Selecting a specific scaling design can be overwhelming. In addition to factors such as throughput and fees, users must also consider ease of use and their comfort level with security. Bridging across all L2s follows similar steps, but we have used Arbitrum One to illustrate the steps below.

Step 2: Set Up Your Ethereum Wallet

Before you can start using an L2, you must first set up your Ethereum wallet. MetaMask is the most popular online wallet for the Ethereum ecosystem, but you may also use others, such as WalletConnect. (The steps below will use MetaMask.)

If you haven’t already, install MetaMask on your preferred device and create a wallet by setting a password and securely copying the seed phrase. You now have an Ethereum account! 

Next, head into your MetaMask settings and add your destination network.

Note that when you add another L2 network, Metamask will do so under the same public address. Add sufficient ETH into your Ethereum wallet to cover the desired amount and gas, which is the unit of transaction fees on the Ethereum network. The gas cost rises as traffic on the Ethereum network increases, and is known to cost anywhere between a few dollars and a few hundred dollars. Because the gas is unaffected by the value of the tokens you transfer, we’d advise transferring all the funds you expect to use on the L2 in one go. It’s the difference between paying a transaction fee just once or a similarly sized fee every time you transfer.

Step 3: Start Bridging

You have two general choices for bridging. You can use the official gateway (in this case, Arbitrum) or select a third-party bridge such as Multichain or Celer. (Third-party bridges sometimes offer competitive fees and broader network options.) Gas fluctuates frequently, so double-check gas charges before submitting the transaction to ensure you pay the expected amount. If gas gets too high, you can either wait for it to cool down or pay the premium. Once final, the transaction becomes immutable.

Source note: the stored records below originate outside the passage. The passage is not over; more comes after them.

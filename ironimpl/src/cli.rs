//! Command-line front end.
//!
//! ```text
//! ironimpl -t types.xml com.example.Shape out/
//! ironimpl -t types.xml -jar com.example.Shape shape.jar
//! ```

use clap::Parser;
use ironimpl_build::{BuildError, BuildReport, JavacToolchain, OrchestratorBuilder};
use ironimpl_codegen::java::emitter::DEFAULT_INDENT;
use ironimpl_codegen::{CodegenError, Generator, SourceEmitter};
use ironimpl_descriptor::{LibraryError, ParseError, TypeLibrary};
use std::error::Error as _;
use std::ffi::OsString;
use std::path::{Path, PathBuf};
use thiserror::Error;

/// Exit code for a type name that is not in the library.
pub const EXIT_UNRESOLVED_TYPE: u8 = 3;
/// Exit code for a type that cannot be implemented.
pub const EXIT_INVALID_TARGET: u8 = 4;
/// Exit code for a failure writing generated source.
pub const EXIT_GENERATION: u8 = 5;
/// Exit code for an unusable output path.
pub const EXIT_INVALID_PATH: u8 = 6;
/// Exit code for a compiler failure.
pub const EXIT_COMPILE: u8 = 7;
/// Exit code for an archive failure.
pub const EXIT_ARCHIVE: u8 = 8;
/// Exit code for an unreadable or invalid type library.
pub const EXIT_LIBRARY: u8 = 9;

/// IronImpl command-line arguments.
#[derive(Parser, Debug, Clone)]
#[command(name = "ironimpl")]
#[command(about = "Generate default-valued Java implementations of interfaces and abstract classes", long_about = None)]
#[command(version)]
pub struct Cli {
    /// Compile the implementation and package it into a jar at PATH (also `-jar`)
    #[arg(long)]
    pub jar: bool,

    /// Qualified binary name of the type to implement
    #[arg(value_name = "TYPE")]
    pub type_name: String,

    /// Source root directory, or the jar destination with --jar
    #[arg(value_name = "PATH")]
    pub path: PathBuf,

    /// Type library files describing the available types
    #[arg(short = 't', long = "types", value_name = "FILE", env = "IRONIMPL_TYPES", value_delimiter = ',', required = true)]
    pub types: Vec<PathBuf>,

    /// Compiler program used with --jar
    #[arg(long, value_name = "PROGRAM", env = "IRONIMPL_JAVAC")]
    pub javac: Option<PathBuf>,

    /// Additional compiler search path entry
    #[arg(long = "class-path", value_name = "ENTRY")]
    pub class_path: Vec<PathBuf>,

    /// Directory scratch builds are created in
    #[arg(long = "scratch-dir", value_name = "DIR")]
    pub scratch_dir: Option<PathBuf>,

    /// Indentation width of generated code
    #[arg(long, value_name = "N", default_value_t = DEFAULT_INDENT)]
    pub indent: usize,

    /// Enable verbose output
    #[arg(short, long)]
    pub verbose: bool,
}

impl Cli {
    /// Parses arguments, accepting the single-dash `-jar` form.
    ///
    /// # Errors
    /// Returns the clap error for missing or malformed arguments, including
    /// the help and version requests.
    pub fn try_parse_args<I, T>(args: I) -> Result<Self, clap::Error>
    where
        I: IntoIterator<Item = T>,
        T: Into<OsString>,
    {
        Self::try_parse_from(normalize_args(args))
    }
}

/// Rewrites `-jar` to `--jar` so clap does not read it as `-j -a -r`.
pub fn normalize_args<I, T>(args: I) -> Vec<OsString>
where
    I: IntoIterator<Item = T>,
    T: Into<OsString>,
{
    args.into_iter()
        .map(Into::into)
        .map(|arg| if arg == "-jar" { OsString::from("--jar") } else { arg })
        .collect()
}

/// What a successful run produced.
#[derive(Debug, Clone, PartialEq, Eq)]
pub enum Outcome {
    /// Source mode: the generated source file.
    Source(PathBuf),
    /// Package mode: the written archive.
    Archive(BuildReport),
}

impl Outcome {
    /// Returns the path of the final output.
    #[must_use]
    pub fn path(&self) -> &Path {
        match self {
            Self::Source(path) => path,
            Self::Archive(report) => &report.archive,
        }
    }
}

/// Error type for CLI runs.
#[derive(Debug, Error)]
pub enum CliError {
    /// A type library file could not be read or parsed.
    #[error("cannot load type library '{}': {source}", .path.display())]
    Library {
        /// Library file.
        path: PathBuf,
        /// Parse error.
        #[source]
        source: ParseError,
    },

    /// The merged type library is inconsistent.
    #[error("invalid type library: {0}")]
    InvalidLibrary(#[source] LibraryError),

    /// The output path cannot be used.
    #[error("invalid path '{}': {reason}", .path.display())]
    InvalidPath {
        /// Offending path.
        path: PathBuf,
        /// Why it was rejected.
        reason: String,
    },

    /// Source generation failed.
    #[error(transparent)]
    Codegen(#[from] CodegenError),

    /// Package-mode build failed.
    #[error(transparent)]
    Build(#[from] BuildError),
}

impl CliError {
    /// Returns the process exit code for this error.
    #[must_use]
    pub fn exit_code(&self) -> u8 {
        match self {
            Self::Library { .. } | Self::InvalidLibrary(_) => EXIT_LIBRARY,
            Self::InvalidPath { .. } => EXIT_INVALID_PATH,
            Self::Codegen(err) => codegen_exit_code(err),
            Self::Build(err) => match err {
                BuildError::Generate(err) => codegen_exit_code(err),
                BuildError::Scratch { .. } | BuildError::Cleanup { .. } => EXIT_INVALID_PATH,
                BuildError::Compile(_) => EXIT_COMPILE,
                BuildError::Archive(_) => EXIT_ARCHIVE,
            },
        }
    }

    /// Returns a short label naming the kind of failure.
    #[must_use]
    pub fn category(&self) -> &'static str {
        match self.exit_code() {
            EXIT_UNRESOLVED_TYPE => "type resolution error",
            EXIT_INVALID_TARGET => "invalid target",
            EXIT_GENERATION => "generation error",
            EXIT_INVALID_PATH => "path error",
            EXIT_COMPILE => "compile error",
            EXIT_ARCHIVE => "archive error",
            _ => "type library error",
        }
    }

    /// Renders the error with every cause not already part of its message.
    #[must_use]
    pub fn report(&self) -> String {
        let mut message = format!("{}: {}", self.category(), self);
        let mut cause = self.source();
        while let Some(err) = cause {
            let text = err.to_string();
            if !message.contains(&text) {
                message.push_str(": ");
                message.push_str(&text);
            }
            cause = err.source();
        }
        message
    }
}

fn codegen_exit_code(err: &CodegenError) -> u8 {
    match err {
        CodegenError::Resolve(LibraryError::TypeNotFound { .. }) => EXIT_UNRESOLVED_TYPE,
        CodegenError::Resolve(_) | CodegenError::Parse(_) => EXIT_LIBRARY,
        CodegenError::InvalidTarget { .. } => EXIT_INVALID_TARGET,
        CodegenError::Generation { .. } => EXIT_GENERATION,
        CodegenError::DirectoryCreation { .. } => EXIT_INVALID_PATH,
    }
}

/// Loads, merges and validates the given type library files.
///
/// # Errors
/// Returns `CliError::Library` for an unreadable file and
/// `CliError::InvalidLibrary` if the merged library is inconsistent.
pub fn load_library(paths: &[PathBuf]) -> Result<TypeLibrary, CliError> {
    let mut library = TypeLibrary::new();
    for path in paths {
        let loaded = ironimpl_descriptor::parse_library_file(path).map_err(|source| CliError::Library {
            path: path.clone(),
            source,
        })?;
        tracing::debug!("Loaded {} types from {}", loaded.len(), path.display());
        library.merge(loaded).map_err(|source| CliError::Library {
            path: path.clone(),
            source,
        })?;
    }
    ironimpl_descriptor::validate_library(&library).map_err(CliError::InvalidLibrary)?;
    Ok(library)
}

/// Runs one invocation.
///
/// # Errors
/// Returns `CliError`; [`CliError::exit_code`] gives the process exit code.
pub fn run(cli: &Cli) -> Result<Outcome, CliError> {
    let library = load_library(&cli.types)?;
    let emitter = SourceEmitter::with_indent(cli.indent);

    if cli.jar {
        if cli.path.is_dir() {
            return Err(CliError::InvalidPath {
                path: cli.path.clone(),
                reason: "archive destination is a directory".to_string(),
            });
        }

        let mut builder = OrchestratorBuilder::new().emitter(emitter);
        if let Some(javac) = &cli.javac {
            builder = builder.toolchain(JavacToolchain::with_program(javac));
        }
        if let Some(dir) = &cli.scratch_dir {
            builder = builder.scratch_parent(dir);
        }
        for entry in &cli.class_path {
            builder = builder.class_path(entry);
        }

        let report = builder
            .build(&library)
            .package_named(&cli.type_name, &cli.path)?;
        Ok(Outcome::Archive(report))
    } else {
        if cli.path.exists() && !cli.path.is_dir() {
            return Err(CliError::InvalidPath {
                path: cli.path.clone(),
                reason: "source root is not a directory".to_string(),
            });
        }

        let path = Generator::new(&library)
            .with_emitter(emitter)
            .implement_named(&cli.type_name, &cli.path)?;
        Ok(Outcome::Source(path))
    }
}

An Arbitrum transaction sample

Arbitrum vs. Ethereum fee comparison

Step 4: Verify the Transaction on Etherscan

Etherscan is a blockchain explorer. Since the genesis block, it has stored all publicly available information like gas, block time, and transaction hash for all Ethereum transactions. To make sure your transaction went to the L2, enter the address. 

Etherscan sample

Step 5: Use the L2

Layer–2 networks are brimming with activity these days. From DeFi to the metaverse, nearly every mainstream application on Ethereum is compatible with leading L2s such as Arbitrum and Optimism. Trade tokens on Uniswap, buy NFTs on OpenSea, or do whatever you would otherwise use Ethereum for — only with cheaper transactions.

Dapps on Arbitrum | Source: DefiLlama

Pro tip: If you like to try out new or experimental applications, keep in mind that they could be malicious or untested. Minimize the risk of losing your funds by spreading them across multiple addresses. 

You can manage multiple addresses on MetaMask

Step 6: Head Back to Ethereum

Moving funds back to Ethereum is optional. Some users secure their L2 earnings by sending them to Ethereum, while others never return. If you do choose to bridge back to Ethereum, follow the same steps as before, this time with the L2 as the sender chain.

Conclusion

Layer-2 scaling solutions can be nearly as secure as Ethereum at a fraction of the cost. Users can make the most of L2s by finding a rollup design that suits their needs.

L2s are so crucial to the Ethereum ecosystem that an entire phase of the Ethereum improvement roadmap is dedicated to making them more efficient and economical. Dubbed “the Surge,” this next phase will boost the utility of L2s by enabling transactions to become final in under a second.